En effet, l’Internet et les médias sociaux, où la propagande de l’EI est en général facilement accessible, sont des outils utiles pour le recrutement dans les régions de l’ex-Union soviétique. Al-Hayat, la division de propagande de l’EI, produit des contenus attractifs, qui donnent aux individus extérieurs un aperçu de l’organisation et enjoignent les jeunes étrangers à rejoindre le « califat ». Les migrants d’Asie Centrale sont parmi les plus susceptibles d’être recrutés en ligne, et ce pour plusieurs raisons, dont la séparation de leurs familles, la marginalisation et l’exclusion sociale dans les villes russes. D’ailleurs, Odnoklassniki et Vkontakte, deux réseaux sociaux très populaires en Russie, sont devenus des lieux de recrutement privilégiés pour les groupes radicaux. Dans leurs efforts pour recruter encore plus de combattants de Russie et de l’ex-URSS, l’EI a même lancé récemment une chaine de propagande en langue russe, Furat Media.

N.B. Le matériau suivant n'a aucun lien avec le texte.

//! The task driving a `rumqttc` event loop.

use std::collections::{HashMap, VecDeque};
use std::sync::Arc;
use std::time::Duration;

use parking_lot::Mutex;
use rumqttc::{
    ConnectReturnCode, ConnectionError, Event, EventLoop, Outgoing, Packet, SubscribeReasonCode,
};
use tokio::sync::mpsc;
use tracing::{debug, warn};

use crate::connection::{
    DashboardEvent, FaultKind, Generation, TransportEvent, TransportFault,
};

pub(super) struct Pump {
    pub generation: Generation,
    pub events: mpsc::UnboundedSender<DashboardEvent>,
    pub requested: Arc<Mutex<VecDeque<String>>>,
    pub reconnect_period: Duration,
}

impl Pump {
    pub async fn run(self, mut eventloop: EventLoop) {
        let mut connected = false;
        let mut in_flight: HashMap<u16, String> = HashMap::new();

        loop {
            match eventloop.poll().await {
                Ok(Event::Incoming(Packet::ConnAck(ack))) => {
                    if ack.code == ConnectReturnCode::Success {
                        connected = true;
                        if !self.send(TransportEvent::Connected) {
                            break;
                        }
                    }
                }
                Ok(Event::Incoming(Packet::Publish(publish))) => {
                    let event = TransportEvent::Message {
                        topic: publish.topic.clone(),
                        payload: String::from_utf8_lossy(&publish.payload).into_owned(),
                    };
                    if !self.send(event) {
                        break;
                    }
                }
                Ok(Event::Outgoing(Outgoing::Subscribe(pkid))) => {
                    if let Some(topic) = self.requested.lock().pop_front() {
                        in_flight.insert(pkid, topic);
                    }
                }
                Ok(Event::Incoming(Packet::SubAck(ack))) => {
                    let Some(topic) = in_flight.remove(&ack.pkid) else {
                        debug!(pkid = ack.pkid, "SubAck for unknown request");
                        continue;
                    };
                    let result = match ack.return_codes.first() {
                        Some(SubscribeReasonCode::Success(_)) => Ok(()),
                        Some(SubscribeReasonCode::Failure) => {
                            Err("rejected by broker".to_string())
                        }
                        None => Err("empty acknowledgement".to_string()),
                    };
                    if !self.send(TransportEvent::SubscribeAck { topic, result }) {
                        break;
                    }
                }
                Ok(Event::Incoming(Packet::Disconnect)) | Ok(Event::Outgoing(Outgoing::Disconnect)) => {
                    let _ = self.send(TransportEvent::Closed);
                    break;
                }
                Ok(_) => {}
                Err(e) => {
                    let fault = classify(&e);
                    warn!(generation = self.generation, "MQTT connection error: {}", e);

                    let event = match fault.kind {
                        FaultKind::Other if connected => TransportEvent::Offline,
                        _ => TransportEvent::Error(fault.clone()),
                    };
                    connected = false;
                    // Requests sent on the old connection will never be answered
                    in_flight.clear();
                    self.requested.lock().clear();

                    if !self.send(event) || fault.kind == FaultKind::Auth {
                        break;
                    }

                    tokio::time::sleep(self.reconnect_period).await;
                    if !self.send(TransportEvent::Reconnecting) {
                        break;
                    }
                }
            }
        }
        debug!(generation = self.generation, "MQTT event pump stopped");
    }

    /// Returns false once nobody is listening.
    fn send(&self, event: TransportEvent) -> bool {
        self.events
            .send(DashboardEvent::Transport {
                generation: self.generation,
                event,
            })
            .is_ok()
    }
}

/// Map a `rumqttc` failure onto a fault kind.
pub(super) fn classify(error: &ConnectionError) -> TransportFault {
    match error {
        ConnectionError::ConnectionRefused(code) => refusal(*code),
        other => TransportFault::classify(other.to_string()),
    }
}

fn refusal(code: ConnectReturnCode) -> TransportFault {
    let kind = match code {
        ConnectReturnCode::NotAuthorized | ConnectReturnCode::BadUserNamePassword => FaultKind::Auth,
        ConnectReturnCode::ServiceUnavailable => FaultKind::ResourceExhausted,
        _ => FaultKind::Other,
    };
    TransportFault::new(kind, format!("connection refused: {:?}", code))
}

#[cfg(test)]
mod tests {
    use super::*;

    #[test]
    fn refusal_codes_map_to_fault_kinds() {
        let auth = classify(&ConnectionError::ConnectionRefused(
            ConnectReturnCode::NotAuthorized,
        ));
        assert_eq!(auth.kind, FaultKind::Auth);

        let creds = classify(&ConnectionError::ConnectionRefused(
            ConnectReturnCode::BadUserNamePassword,
        ));
        assert_eq!(creds.kind, FaultKind::Auth);

        let busy = classify(&ConnectionError::ConnectionRefused(
            ConnectReturnCode::ServiceUnavailable,
        ));
        assert_eq!(busy.kind, FaultKind::ResourceExhausted);

        let other = classify(&ConnectionError::ConnectionRefused(
            ConnectReturnCode::BadClientId,
        ));
        assert_eq!(other.kind, FaultKind::Other);
    }

    #[test]
    fn network_errors_are_other() {
        let io = std::io::Error::new(std::io::ErrorKind::ConnectionReset, "reset");
        assert_eq!(classify(&ConnectionError::Io(io)).kind, FaultKind::Other);
    }
}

En tout état de cause, il est dur de savoir si le flot des nouvelles recrues de Russie et d’Asie Centrale ralentira dans le futur. Avec la mort de l’émir Kebekov, il semblerait que de plus en plus de militants russes du Nord Caucase fuient l’Emirat du Caucase pour rejoindre l’EI. En mai, l’émir du Khasavyurt Jamaat (Dagestan) a déclaré que les musulmans de la région devraient payer des taxes à l’EI.
De plus, l’arrivée en Syrie de l’un des plus influents prédicateurs islamiques du Nord Caucase, Nadir Abu Khalid, pourrait bien influencer ses partisans à le soutenir ou à rejoindre les groupes extrémistes du Moyen Orient. En conséquences, l’EI a annoncé en juin son intention de créer un nouveau gouvernorat dans le Caucase Nord, sous le nom de Wilayat Qawqaz, et ce après que plusieurs combattants influents de la région aient fait allégeance à l’EI.
Malgré les efforts du Kremlin pour reconnaître la croissance de l’extrémisme dans la région, ce sujet reste source d’inquiétude compte tenu de l’état des affaires intérieures en Russie et des interrogations concernant la capacité du Kremlin à gérer une menace terroriste en son sein, dans un contexte marqué par la confrontation entre Vladimir Poutine et l’Occident et par la crise ukrainienne persistante.
Ryskeldi Satke contribue régulièrement pour des institutions de recherche et des organes de presse en Asie Centrale, en Turquie et aux Etats-Unis.
Marta Ter est coordinateur d’une campagne de sensibilisation aux violations des droits de l’homme au Caucase Nord, au sein de l’ONG Lliga dels Drets dels Pobles.